Rust makes implicit invariants explicit

A surprising thing I’ve noticed while coding in Rust is that, for better or worse, Rust makes you think a lot more about the design of your code. In the other languages I am familiar with (C++, Go, Java, Python, Javascript), all reference types are nullable and mutably aliasable. In fact, code that mutates shared objects looks the exact same as any other code, with the result that this is pervasive and idiomatic.

Rust doesn’t prevent you from coding in this manner, since Option and RefCell exist. But the key difference is that these require extra syntax every time the values are mentioned or used. Additionally, interior mutability is a pain to deal with due to the loss of covariance. This is an issue if the problem you’re solving inherently requires shared mutation (most commonly graph manipulation), but the rest of the time, it encourages you to think twice and restructure your code so that Option and RefCell are unnecessary and the program invariants are instead statically verified.

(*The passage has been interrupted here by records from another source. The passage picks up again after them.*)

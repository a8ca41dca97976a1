//! # Matrix and Actions Subcommands
//!
//! Print the authorization matrix, or the slice of it one role can use.

use anyhow::{Context, Result};
use clap::Args;
use serde::Serialize;

use docket_core::Role;
use docket_state::{actions_for, available_actions, matrix, CaseAction, CaseState, FILING_ROLES};

use crate::EXIT_OK;

/// Arguments for `docket matrix`.
#[derive(Args, Debug)]
pub struct MatrixArgs {
    /// Emit JSON instead of a table.
    #[arg(long)]
    pub json: bool,
}

/// Arguments for `docket actions`.
#[derive(Args, Debug)]
pub struct ActionsArgs {
    /// Role to query (citizen, police, commissaire, ...).
    #[arg(long)]
    pub role: Role,

    /// Restrict to actions available in this status.
    #[arg(long)]
    pub state: Option<CaseState>,

    /// Emit JSON instead of one action per line.
    #[arg(long)]
    pub json: bool,
}

#[derive(Serialize)]
struct ActionsReport {
    role: Role,
    #[serde(skip_serializing_if = "Option::is_none")]
    state: Option<CaseState>,
    can_file: bool,
    actions: Vec<CaseAction>,
}

/// Execute `docket matrix`.
pub fn run_matrix(args: &MatrixArgs) -> Result<u8> {
    println!("{}", render_matrix(args.json)?);
    Ok(EXIT_OK)
}

/// Execute `docket actions`.
pub fn run_actions(args: &ActionsArgs) -> Result<u8> {
    println!("{}", render_actions(args.role, args.state, args.json)?);
    Ok(EXIT_OK)
}

/// Render the matrix as an aligned table or as JSON.
pub fn render_matrix(json: bool) -> Result<String> {
    if json {
        return serde_json::to_string_pretty(matrix()).context("serializing matrix");
    }

    let mut out = format!(
        "{:<28} {:<28} {:<28} ROLES\n",
        "FROM", "ACTION", "TO"
    );
    for edge in matrix() {
        let roles: Vec<&str> = edge.allowed_roles.iter().map(Role::as_str).collect();
        out.push_str(&format!(
            "{:<28} {:<28} {:<28} {}\n",
            edge.from.as_str(),
            edge.action.as_str(),
            edge.to.as_str(),
            roles.join(",")
        ));
    }
    let filers: Vec<&str> = FILING_ROLES.iter().map(Role::as_str).collect();
    out.push_str(&format!("\nfiling: {}", filers.join(",")));
    Ok(out)
}

/// Render what `role` may do, optionally restricted to `state`.
pub fn render_actions(role: Role, state: Option<CaseState>, json: bool) -> Result<String> {
    let actions = match state {
        Some(s) => available_actions(role, s),
        None => actions_for(role),
    };
    tracing::debug!(%role, count = actions.len(), "actions resolved");

    if json {
        let report = ActionsReport {
            role,
            state,
            can_file: docket_state::can_file(role),
            actions,
        };
        return serde_json::to_string_pretty(&report).context("serializing actions");
    }

    if actions.is_empty() {
        return Ok(format!("{role}: no actions"));
    }
    Ok(actions
        .iter()
        .map(CaseAction::as_str)
        .collect::<Vec<_>>()
        .join("\n"))
}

For example, I recently encountered this phenomenon while optimizing Enjarify. Enjarify is a tool to translate dex files into Java classfiles. Nearly all the strings used can be borrowed from the input dex file. However, there is one exception — method descriptors are stored as contiguous strings in classfiles, but the dex format stores them in multiple pieces. The previous version of Enjarify created a new string on the fly whenever a method reference was parsed, making things unnecessarily slow. My goal was to remove this and switch to borrowed strings everywhere.

The core of parsing is a class called DexFile<'a>. This holds a &'a [u8] to the original dex file, as well as data from the parsed file header, giving the offset and size in the file of the string table, type table, etc. It also has convenience functions such as cls_type(&self, i: u32) -> &'a [u8] which takes an index into the type table, calculates the appropriate offset, and returns a string borrowed from the dex file.

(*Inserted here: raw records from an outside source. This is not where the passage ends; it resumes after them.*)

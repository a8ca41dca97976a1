//! # Case API
//!
//! Filing, reading and transitioning cases. Every mutation goes through
//! [`crate::orchestration`]; handlers only translate HTTP to commands and
//! case files back to JSON.

use axum::extract::rejection::{JsonRejection, QueryRejection};
use axum::extract::{Path, Query, State};
use axum::http::StatusCode;
use axum::routing::{get, post};
use axum::{Json, Router};
use serde::{Deserialize, Serialize};
use utoipa::{IntoParams, ToSchema};
use uuid::Uuid;

use docket_core::{ActorId, ActorRef, CaseId, CaseNumber, Role, Timestamp};
use docket_ledger::HearingEvent;
use docket_state::{
    available_actions, remaining_custody, CaseAction, CaseState, CustodyClock, CustodyRecord,
    TransitionRecord,
};

use crate::auth::CallerIdentity;
use crate::error::AppError;
use crate::extractors::{extract_json, extract_query, extract_validated_json, Validate};
use crate::orchestration::{execute_transition, file_case, HearingDetails, TransitionCommand};
use crate::repository::CaseFile;
use crate::routes::PaginationParams;
use crate::state::AppState;

/// Longest accepted courtroom name.
const MAX_ROOM_LEN: usize = 128;

// ─── DTOs ────────────────────────────────────────────────────────────

/// Request to file a complaint.
#[derive(Debug, Deserialize, ToSchema)]
pub struct FileCaseRequest {
    /// Offence description, 1..=500 characters after trimming.
    pub offence: String,
}

/// Hearing data for `scheduleHearing` / `adjourn`.
#[derive(Debug, Clone, Deserialize, ToSchema)]
pub struct HearingRequest {
    #[schema(value_type = Option<String>)]
    pub scheduled_at: Option<Timestamp>,
    pub room: Option<String>,
}

/// Request to move a case along one edge of the lifecycle.
#[derive(Debug, Deserialize, ToSchema)]
pub struct TransitionRequest {
    /// camelCase action name, e.g. `grantVisa`.
    #[schema(value_type = String)]
    pub action: CaseAction,
    /// Case version the caller last read.
    pub expected_version: u64,
    /// Case status the caller last read.
    #[schema(value_type = Option<String>)]
    pub expected_status: Option<CaseState>,
    pub hearing: Option<HearingRequest>,
    /// Judge to assign at `enroll`.
    #[schema(value_type = Option<String>)]
    pub assigned_judge: Option<ActorId>,
}

impl Validate for TransitionRequest {
    fn validate(&self) -> Result<(), String> {
        if self.expected_version == 0 {
            return Err("expected_version must be at least 1".to_string());
        }
        if let Some(room) = self.hearing.as_ref().and_then(|h| h.room.as_ref()) {
            if room.len() > MAX_ROOM_LEN {
                return Err(format!("hearing room must not exceed {MAX_ROOM_LEN} characters"));
            }
        }
        Ok(())
    }
}

impl TransitionRequest {
    fn into_command(self) -> TransitionCommand {
        TransitionCommand {
            action: self.action,
            expected_version: self.expected_version,
            expected_status: self.expected_status,
            hearing: self.hearing.map(|h| HearingDetails {
                scheduled_at: h.scheduled_at,
                room: h.room,
            }),
            assigned_judge: self.assigned_judge,
        }
    }
}

/// Filter for the case list.
#[derive(Debug, Deserialize, IntoParams)]
#[into_params(parameter_in = Query)]
pub struct ListCasesQuery {
    /// Only cases in this status (SCREAMING_SNAKE_CASE).
    #[param(value_type = Option<String>)]
    pub status: Option<CaseState>,
    pub limit: Option<usize>,
    pub offset: Option<usize>,
}

/// A case as returned by the API.
#[derive(Debug, Serialize, ToSchema)]
pub struct CaseResponse {
    #[schema(value_type = String)]
    pub id: CaseId,
    #[schema(value_type = String)]
    pub status: CaseState,
    /// Optimistic-concurrency version; send it back as `expected_version`.
    pub version: u64,
    pub offence: String,
    #[schema(value_type = String)]
    pub filed_at: Timestamp,
    #[schema(value_type = Object)]
    pub filed_by: ActorRef,
    #[schema(value_type = Option<String>)]
    pub assigned_judge: Option<ActorId>,
    /// RG number, e.g. `RG 2026/00042`.
    #[schema(value_type = Option<String>)]
    pub case_number: Option<CaseNumber>,
    #[schema(value_type = Option<Object>)]
    pub custody: Option<CustodyRecord>,
    /// Custody clock at response time.
    #[schema(value_type = Option<Object>)]
    pub custody_clock: Option<CustodyClock>,
    #[schema(value_type = Option<Object>)]
    pub next_hearing: Option<HearingEvent>,
    #[schema(value_type = Vec<Object>)]
    pub transition_log: Vec<TransitionRecord>,
}

impl CaseResponse {
    pub(crate) fn from_file(file: &CaseFile, now: Timestamp) -> Self {
        let case = &file.case;
        Self {
            id: case.id(),
            status: case.status(),
            version: file.version,
            offence: case.offence().to_string(),
            filed_at: case.filed_at(),
            filed_by: case.filed_by().clone(),
            assigned_judge: case.assigned_judge().cloned(),
            case_number: case.case_number(),
            custody: case.custody().copied(),
            custody_clock: case.custody().map(|c| remaining_custody(c, now)),
            next_hearing: file.hearings.next_hearing(now).cloned(),
            transition_log: case.transition_log().to_vec(),
        }
    }
}

/// Actions the caller may take on a case right now.
#[derive(Debug, Serialize, ToSchema)]
pub struct AvailableActionsResponse {
    #[schema(value_type = String)]
    pub case_id: CaseId,
    #[schema(value_type = String)]
    pub status: CaseState,
    pub version: u64,
    #[schema(value_type = String)]
    pub role: Role,
    #[schema(value_type = Vec<String>)]
    pub actions: Vec<CaseAction>,
}

/// A case's hearing ledger.
#[derive(Debug, Serialize, ToSchema)]
pub struct HearingLedgerResponse {
    #[schema(value_type = String)]
    pub case_id: CaseId,
    /// Whether the hash chain verifies.
    pub chain_valid: bool,
    #[schema(value_type = Option<Object>)]
    pub next_hearing: Option<HearingEvent>,
    #[schema(value_type = Vec<Object>)]
    pub events: Vec<HearingEvent>,
}

// ─── Router ──────────────────────────────────────────────────────────

/// Build the cases router.
pub fn router() -> Router<AppState> {
    Router::new()
        .route("/v1/cases", get(list_cases).post(create_case))
        .route("/v1/cases/{id}", get(get_case))
        .route("/v1/cases/{id}/transition", post(transition_case))
        .route("/v1/cases/{id}/actions", get(case_actions))
        .route("/v1/cases/{id}/hearings", get(case_hearings))
}

pub(crate) fn load(state: &AppState, id: Uuid) -> Result<CaseFile, AppError> {
    let case_id = CaseId::from_uuid(id);
    state
        .cases
        .get(case_id)
        .ok_or_else(|| AppError::NotFound(format!("{case_id} not found")))
}

// ─── Handlers ────────────────────────────────────────────────────────

/// POST /v1/cases: File a complaint. Citizens and police only.
#[utoipa::path(
    post,
    path = "/v1/cases",
    request_body = FileCaseRequest,
    responses(
        (status = 201, description = "Case filed", body = CaseResponse),
        (status = 403, description = "Role cannot file", body = crate::error::ErrorBody),
        (status = 422, description = "Invalid offence", body = crate::error::ErrorBody),
    ),
    tag = "cases"
)]
pub async fn create_case(
    State(state): State<AppState>,
    caller: CallerIdentity,
    body: Result<Json<FileCaseRequest>, JsonRejection>,
) -> Result<(StatusCode, Json<CaseResponse>), AppError> {
    let req = extract_json(body)?;
    let now = Timestamp::now();
    let file = file_case(state.cases.as_ref(), &caller.actor(), &req.offence, now)?;
    Ok((StatusCode::CREATED, Json(CaseResponse::from_file(&file, now))))
}

/// GET /v1/cases: List cases, optionally by status.
#[utoipa::path(
    get,
    path = "/v1/cases",
    params(ListCasesQuery),
    responses(
        (status = 200, description = "Cases ordered by filing time", body = Vec<CaseResponse>),
        (status = 400, description = "Unknown status", body = crate::error::ErrorBody),
    ),
    tag = "cases"
)]
pub async fn list_cases(
    State(state): State<AppState>,
    query: Result<Query<ListCasesQuery>, QueryRejection>,
) -> Result<Json<Vec<CaseResponse>>, AppError> {
    let query = extract_query(query)?;
    let now = Timestamp::now();
    let matching: Vec<CaseFile> = state
        .cases
        .list()
        .into_iter()
        .filter(|f| query.status.map_or(true, |s| f.case.status() == s))
        .collect();
    let page = PaginationParams {
        limit: query.limit,
        offset: query.offset,
    }
    .page(matching);
    Ok(Json(
        page.iter().map(|f| CaseResponse::from_file(f, now)).collect(),
    ))
}

/// GET /v1/cases/{id}: Get a case.
#[utoipa::path(
    get,
    path = "/v1/cases/{id}",
    params(("id" = Uuid, Path, description = "Case ID")),
    responses(
        (status = 200, description = "Case found", body = CaseResponse),
        (status = 404, description = "Not found", body = crate::error::ErrorBody),
    ),
    tag = "cases"
)]
pub async fn get_case(
    State(state): State<AppState>,
    Path(id): Path<Uuid>,
) -> Result<Json<CaseResponse>, AppError> {
    let file = load(&state, id)?;
    Ok(Json(CaseResponse::from_file(&file, Timestamp::now())))
}

/// POST /v1/cases/{id}/transition: Apply one lifecycle action.
///
/// The status change, any hearing-ledger entry and the version bump commit
/// together or not at all.
#[utoipa::path(
    post,
    path = "/v1/cases/{id}/transition",
    params(("id" = Uuid, Path, description = "Case ID")),
    request_body = TransitionRequest,
    responses(
        (status = 200, description = "Transition committed", body = CaseResponse),
        (status = 400, description = "Malformed request or unknown action", body = crate::error::ErrorBody),
        (status = 403, description = "Role not permitted for this action", body = crate::error::ErrorBody),
        (status = 404, description = "Case not found", body = crate::error::ErrorBody),
        (status = 409, description = "Invalid transition, stale state, or custody already extended", body = crate::error::ErrorBody),
        (status = 422, description = "Missing data or hearing ledger rejected the entry", body = crate::error::ErrorBody),
    ),
    tag = "cases"
)]
pub async fn transition_case(
    State(state): State<AppState>,
    Path(id): Path<Uuid>,
    caller: CallerIdentity,
    body: Result<Json<TransitionRequest>, JsonRejection>,
) -> Result<Json<CaseResponse>, AppError> {
    let req = extract_validated_json(body)?;
    let now = Timestamp::now();
    let file = execute_transition(
        state.cases.as_ref(),
        state.transition_context(),
        &caller.actor(),
        CaseId::from_uuid(id),
        &req.into_command(),
        now,
    )?;
    Ok(Json(CaseResponse::from_file(&file, now)))
}

/// GET /v1/cases/{id}/actions: Actions the caller's role may take now.
#[utoipa::path(
    get,
    path = "/v1/cases/{id}/actions",
    params(("id" = Uuid, Path, description = "Case ID")),
    responses(
        (status = 200, description = "Available actions", body = AvailableActionsResponse),
        (status = 404, description = "Case not found", body = crate::error::ErrorBody),
    ),
    tag = "cases"
)]
pub async fn case_actions(
    State(state): State<AppState>,
    Path(id): Path<Uuid>,
    caller: CallerIdentity,
) -> Result<Json<AvailableActionsResponse>, AppError> {
    let file = load(&state, id)?;
    let status = file.case.status();
    Ok(Json(AvailableActionsResponse {
        case_id: file.id(),
        status,
        version: file.version,
        role: caller.role,
        actions: available_actions(caller.role, status),
    }))
}

/// GET /v1/cases/{id}/hearings: The case's hearing ledger, oldest first.
#[utoipa::path(
    get,
    path = "/v1/cases/{id}/hearings",
    params(("id" = Uuid, Path, description = "Case ID")),
    responses(
        (status = 200, description = "Hearing ledger", body = HearingLedgerResponse),
        (status = 404, description = "Case not found", body = crate::error::ErrorBody),
    ),
    tag = "cases"
)]
pub async fn case_hearings(
    State(state): State<AppState>,
    Path(id): Path<Uuid>,
) -> Result<Json<HearingLedgerResponse>, AppError> {
    let file = load(&state, id)?;
    let chain_valid = match file.hearings.verify_chain() {
        Ok(()) => true,
        Err(e) => {
            tracing::error!(case_id = %file.id(), error = %e, "hearing ledger failed verification");
            false
        }
    };
    Ok(Json(HearingLedgerResponse {
        case_id: file.id(),
        chain_valid,
        next_hearing: file.hearings.next_hearing(Timestamp::now()).cloned(),
        events: file.hearings.events().to_vec(),
    }))
}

My idea was the precompute strings for every method descriptor in the file, store them in DexFile, and return borrowed references whenever a method is parsed. The first step was to add a field protos: Vec<Vec<u8>> to DexFile. (Actually, the type was more complicated since there was other information I needed to precompute as well, but that’s not important now.)

The next step was to initialize the new field at the end of DexFile::new. However, I ran into a problem — the code that computes the method descriptor relies on calling DexFile::cls_type. I needed an instance of DexFile to compute protos, but I needed protos to construct a complete instance of DexFile.

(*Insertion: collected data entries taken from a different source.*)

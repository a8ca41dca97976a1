//! # Request Metrics
//!
//! In-process request and error counters, plus the same counts recorded
//! through the `metrics` facade (`docket_http_requests_total{method,status}`)
//! so an installed Prometheus recorder picks them up.

use std::sync::atomic::{AtomicU64, Ordering};
use std::sync::Arc;
use std::time::Instant;

use axum::extract::Request;
use axum::middleware::Next;
use axum::response::Response;

/// Shared metrics state.
#[derive(Debug, Clone)]
pub struct ApiMetrics {
    pub request_count: Arc<AtomicU64>,
    pub error_count: Arc<AtomicU64>,
}

impl ApiMetrics {
    /// Create a new metrics instance.
    pub fn new() -> Self {
        Self {
            request_count: Arc::new(AtomicU64::new(0)),
            error_count: Arc::new(AtomicU64::new(0)),
        }
    }

    /// Return current request count.
    pub fn requests(&self) -> u64 {
        self.request_count.load(Ordering::Relaxed)
    }

    /// Return current error count.
    pub fn errors(&self) -> u64 {
        self.error_count.load(Ordering::Relaxed)
    }

    /// Prometheus text exposition of the in-process counters, used by
    /// `/metrics` when no recorder is installed.
    pub fn render_text(&self) -> String {
        format!(
            "# TYPE docket_api_requests counter\ndocket_api_requests {}\n\
             # TYPE docket_api_errors counter\ndocket_api_errors {}\n",
            self.requests(),
            self.errors()
        )
    }
}

impl Default for ApiMetrics {
    fn default() -> Self {
        Self::new()
    }
}

/// Middleware that increments request and error counters.
pub async fn metrics_middleware(request: Request, next: Next) -> Response {
    let metrics = request.extensions().get::<ApiMetrics>().cloned();
    let method = request.method().to_string();
    let started = Instant::now();

    let response = next.run(request).await;

    let status = response.status();
    if let Some(m) = metrics {
        m.request_count.fetch_add(1, Ordering::Relaxed);
        if status.is_server_error() || status.is_client_error() {
            m.error_count.fetch_add(1, Ordering::Relaxed);
        }
    }
    ::metrics::counter!(
        "docket_http_requests_total",
        "method" => method.clone(),
        "status" => status.as_u16().to_string(),
    )
    .increment(1);
    ::metrics::histogram!("docket_http_request_duration_seconds", "method" => method)
        .record(started.elapsed().as_secs_f64());

    response
}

I responded by doing what I would in other languages- making protos mutable and filling it in after the initial DexFile instance is created. I couldn’t prove it to the compiler, but I knew that DexFile:: didn’t actually access protos so there would be no problem at runtime. However, as soon as I added the RefCell, my code would no longer borrow check, and I couldn’t figure out why. I ended up having to get help from Stack Overflow.

The issue boiled down to the fact that borrowing from inside a mutable field doesn’t live long enough. Previously, every string had been borrowed out of the input file, which meant that they had the same lifetime and could be freely intermixed. However, strings borrowed out of the protos field are only guaranteed to be valid as long as the borrow of the wrapping RefCell. Essentially, the compiler doesn’t understand that I only set protos once and leave it effectively immutable, because the actual type constraints say that protos can be reassigned at any time.

I probably could have fixed this by adding more lifetime parameters throughout the codebase, but I wanted to avoid changing as much code as possible. It seemed like pushing a round peg through a square hole by brute force, and I wanted a cleaner approach.

The only reason I originally made the field mutable was to work around the fact that the compiler doesn’t reason about methods accessing a subset of the class state and therefore being safe to call on a “partially initialized” object. But another possibility is to split up the class so that the compiler can understand this.

I renamed the original DexFile to DexFileNoProtos and added a new struct named DexFile which contains a DexFileNoProtos, plus the protos field. I also implemented Deref from DexFile to DexFileNoProtos so the existing code would work with no changes. After that, it was a simple matter of changing the method descriptor calculation code to take DexFileNoProtos, thus proving to the compiler that it does not access protos.

The resulting code took a bit more work to write than the mutable approach idiomatic in other languages, but it benefits from static type checking. Under the mutable approach, if someone ever accidentally violates the implicit invariants about not accessing certain fields from certain methods, they’ll get an error at runtime at best. With the Rust approach, this is turned into a compiler error. You could theoretically do the struct splitting technique in other languages, but without the syntactical cost of mutability, there is no incentive to do so, so it doesn’t happen in practice.

P.S. Rust is of course not the first programming language to do this, but I think it will be the first “mainstream” language, and the first one I’ve bothered to learn. The reason is because Rust is a better C++ with functional programming bits sprinkled in, so it has enormous practical value, whereas languages like Haskell “avoid success at all costs”.